| Work task |
Every line below that holds the string "entities" should be copied out.
________
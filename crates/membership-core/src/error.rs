//! Unified application error types for the membership engine.
//!
//! All crates map their internal errors into [`AppError`] for consistent
//! propagation through the ? operator. Policy violations and failed logins
//! are *not* errors; they are returned as typed outcomes by the components
//! that produce them.

use std::fmt;
use thiserror::Error;

/// Top-level error kind categorization used across the entire engine.
#[derive(Debug, Clone, Copy, PartialEq, Eq, Hash, serde::Serialize, serde::Deserialize)]
pub enum ErrorKind {
    /// The requested account, role, or parameter group was not found.
    NotFound,
    /// Authentication failed (invalid credentials, invalid session, etc.).
    Authentication,
    /// Input validation failed.
    Validation,
    /// A conflict occurred (duplicate username, email, or role name).
    Conflict,
    /// An internal error occurred.
    Internal,
    /// A unit of work failed against the backing store.
    Database,
    /// A configuration error occurred.
    Configuration,
    /// A serialization/deserialization error occurred.
    Serialization,
}

impl fmt::Display for ErrorKind {
    fn fmt(&self, f: &mut fmt::Formatter<'_>) -> fmt::Result {
        match self {
            Self::NotFound => write!(f, "NOT_FOUND"),
            Self::Authentication => write!(f, "AUTHENTICATION"),
            Self::Validation => write!(f, "VALIDATION"),
            Self::Conflict => write!(f, "CONFLICT"),
            Self::Internal => write!(f, "INTERNAL"),
            Self::Database => write!(f, "DATABASE"),
            Self::Configuration => write!(f, "CONFIGURATION"),
            Self::Serialization => write!(f, "SERIALIZATION"),
        }
    }
}

/// The unified application error used throughout the membership engine.
///
/// All crate-specific errors are mapped into `AppError` using `From` impls
/// or explicit `.map_err()` calls.
#[derive(Debug, Error)]
#[error("{kind}: {message}")]
pub struct AppError {
    /// The category of error.
    pub kind: ErrorKind,
    /// A human-readable error message.
    pub message: String,
    /// Optional underlying cause.
    #[source]
    pub source: Option<Box<dyn std::error::Error + Send + Sync>>,
}

impl AppError {
    /// Create a new application error.
    pub fn new(kind: ErrorKind, message: impl Into<String>) -> Self {
        Self {
            kind,
            message: message.into(),
            source: None,
        }
    }

    /// Create a new application error with an underlying cause.
    pub fn with_source(
        kind: ErrorKind,
        message: impl Into<String>,
        source: impl std::error::Error + Send + Sync + 'static,
    ) -> Self {
        Self {
            kind,
            message: message.into(),
            source: Some(Box::new(source)),
        }
    }

    /// Create a not-found error.
    pub fn not_found(message: impl Into<String>) -> Self {
        Self::new(ErrorKind::NotFound, message)
    }

    /// Create an authentication error.
    pub fn authentication(message: impl Into<String>) -> Self {
        Self::new(ErrorKind::Authentication, message)
    }

    /// Create a validation error.
    pub fn validation(message: impl Into<String>) -> Self {
        Self::new(ErrorKind::Validation, message)
    }

    /// Create a conflict error.
    pub fn conflict(message: impl Into<String>) -> Self {
        Self::new(ErrorKind::Conflict, message)
    }

    /// Create an internal error.
    pub fn internal(message: impl Into<String>) -> Self {
        Self::new(ErrorKind::Internal, message)
    }

    /// Create a database error.
    pub fn database(message: impl Into<String>) -> Self {
        Self::new(ErrorKind::Database, message)
    }

    /// Create a configuration error.
    pub fn configuration(message: impl Into<String>) -> Self {
        Self::new(ErrorKind::Configuration, message)
    }

    /// Returns `true` if this error is of the given kind.
    pub fn is(&self, kind: ErrorKind) -> bool {
        self.kind == kind
    }
}

impl Clone for AppError {
    fn clone(&self) -> Self {
        Self {
            kind: self.kind,
            message: self.message.clone(),
            source: None,
        }
    }
}

impl From<serde_json::Error> for AppError {
    fn from(err: serde_json::Error) -> Self {
        Self::with_source(
            ErrorKind::Serialization,
            format!("JSON serialization error: {err}"),
            err,
        )
    }
}

impl From<config::ConfigError> for AppError {
    fn from(err: config::ConfigError) -> Self {
        Self::with_source(
            ErrorKind::Configuration,
            format!("Configuration error: {err}"),
            err,
        )
    }
}
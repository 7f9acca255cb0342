//! # membership-entity
//!
//! Domain entity models for the membership engine. Every struct in this
//! crate represents a store row or a domain value object. All entities
//! derive `Debug`, `Clone`, `Serialize`, `Deserialize`, and row-backed
//! entities provide a `from_row` constructor over
//! [`membership_core::types::SqlRow`].

pub mod account;
pub mod audit;
pub mod credential;
pub mod policy;
pub mod role;
pub mod session;
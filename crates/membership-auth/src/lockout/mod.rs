//! Failed-login tracking and account locking.

pub mod tracker;

pub use tracker::{AccountLock, LockoutState, LockoutTracker};
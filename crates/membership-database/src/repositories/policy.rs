//! Policy parameter repository.

use membership_core::result::AppResult;
use membership_core::traits::SqlExecutor;
use membership_core::types::SqlValue;
use membership_entity::policy::PolicyParameter;

/// Repository for `(group, key, value)` parameters.
#[derive(Debug, Clone, Copy)]
pub struct PolicyRepository;

impl PolicyRepository {
    /// Every parameter of a group.
    pub async fn find_group<E>(db: &mut E, group: &str) -> AppResult<Vec<PolicyParameter>>
    where
        E: SqlExecutor + ?Sized,
    {
        db.fetch_all(
            "SELECT param_group, param_key, param_value FROM policy_parameters \
             WHERE param_group = ? ORDER BY param_key",
            &[SqlValue::from(group)],
        )
        .await?
        .iter()
        .map(PolicyParameter::from_row)
        .collect()
    }

    /// Insert or overwrite one parameter.
    pub async fn upsert<E>(db: &mut E, group: &str, key: &str, value: &str) -> AppResult<u64>
    where
        E: SqlExecutor + ?Sized,
    {
        db.execute(
            "INSERT INTO policy_parameters (param_group, param_key, param_value) VALUES (?, ?, ?) \
             ON CONFLICT (param_group, param_key) DO UPDATE SET param_value = excluded.param_value",
            &[
                SqlValue::from(group),
                SqlValue::from(key),
                SqlValue::from(value),
            ],
        )
        .await
    }

    /// Insert one parameter unless it already exists.
    pub async fn insert_missing<E>(db: &mut E, group: &str, key: &str, value: &str) -> AppResult<u64>
    where
        E: SqlExecutor + ?Sized,
    {
        db.execute(
            "INSERT INTO policy_parameters (param_group, param_key, param_value) VALUES (?, ?, ?) \
             ON CONFLICT (param_group, param_key) DO NOTHING",
            &[
                SqlValue::from(group),
                SqlValue::from(key),
                SqlValue::from(value),
            ],
        )
        .await
    }
}
//! Role repository implementation.

use membership_core::result::AppResult;
use membership_core::traits::SqlExecutor;
use membership_core::types::SqlValue;
use membership_entity::role::Role;

/// Repository for role rows.
#[derive(Debug, Clone, Copy)]
pub struct RoleRepository;

impl RoleRepository {
    /// Find a role by primary key.
    pub async fn find_by_id<E>(db: &mut E, id: i64) -> AppResult<Option<Role>>
    where
        E: SqlExecutor + ?Sized,
    {
        db.fetch_optional("SELECT id, name FROM roles WHERE id = ?", &[SqlValue::Int(id)])
            .await?
            .map(|row| Role::from_row(&row))
            .transpose()
    }

    /// Find a role by name (case-insensitive).
    pub async fn find_by_name<E>(db: &mut E, name: &str) -> AppResult<Option<Role>>
    where
        E: SqlExecutor + ?Sized,
    {
        db.fetch_optional(
            "SELECT id, name FROM roles WHERE LOWER(name) = LOWER(?)",
            &[SqlValue::from(name)],
        )
        .await?
        .map(|row| Role::from_row(&row))
        .transpose()
    }

    /// List every role ordered by name.
    pub async fn find_all<E>(db: &mut E) -> AppResult<Vec<Role>>
    where
        E: SqlExecutor + ?Sized,
    {
        db.fetch_all("SELECT id, name FROM roles ORDER BY LOWER(name)", &[])
            .await?
            .iter()
            .map(Role::from_row)
            .collect()
    }

    /// Insert a role and return its id.
    pub async fn insert<E>(db: &mut E, name: &str) -> AppResult<i64>
    where
        E: SqlExecutor + ?Sized,
    {
        db.fetch_one(
            "INSERT INTO roles (name) VALUES (?) RETURNING id",
            &[SqlValue::from(name)],
        )
        .await?
        .i64("id")
    }

    /// Rename a role.
    pub async fn rename<E>(db: &mut E, id: i64, name: &str) -> AppResult<u64>
    where
        E: SqlExecutor + ?Sized,
    {
        db.execute(
            "UPDATE roles SET name = ? WHERE id = ?",
            &[SqlValue::from(name), SqlValue::Int(id)],
        )
        .await
    }
}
________
| Solution |
//! crate represents a store row or a domain value object. All entities
//! entities provide a `from_row` constructor over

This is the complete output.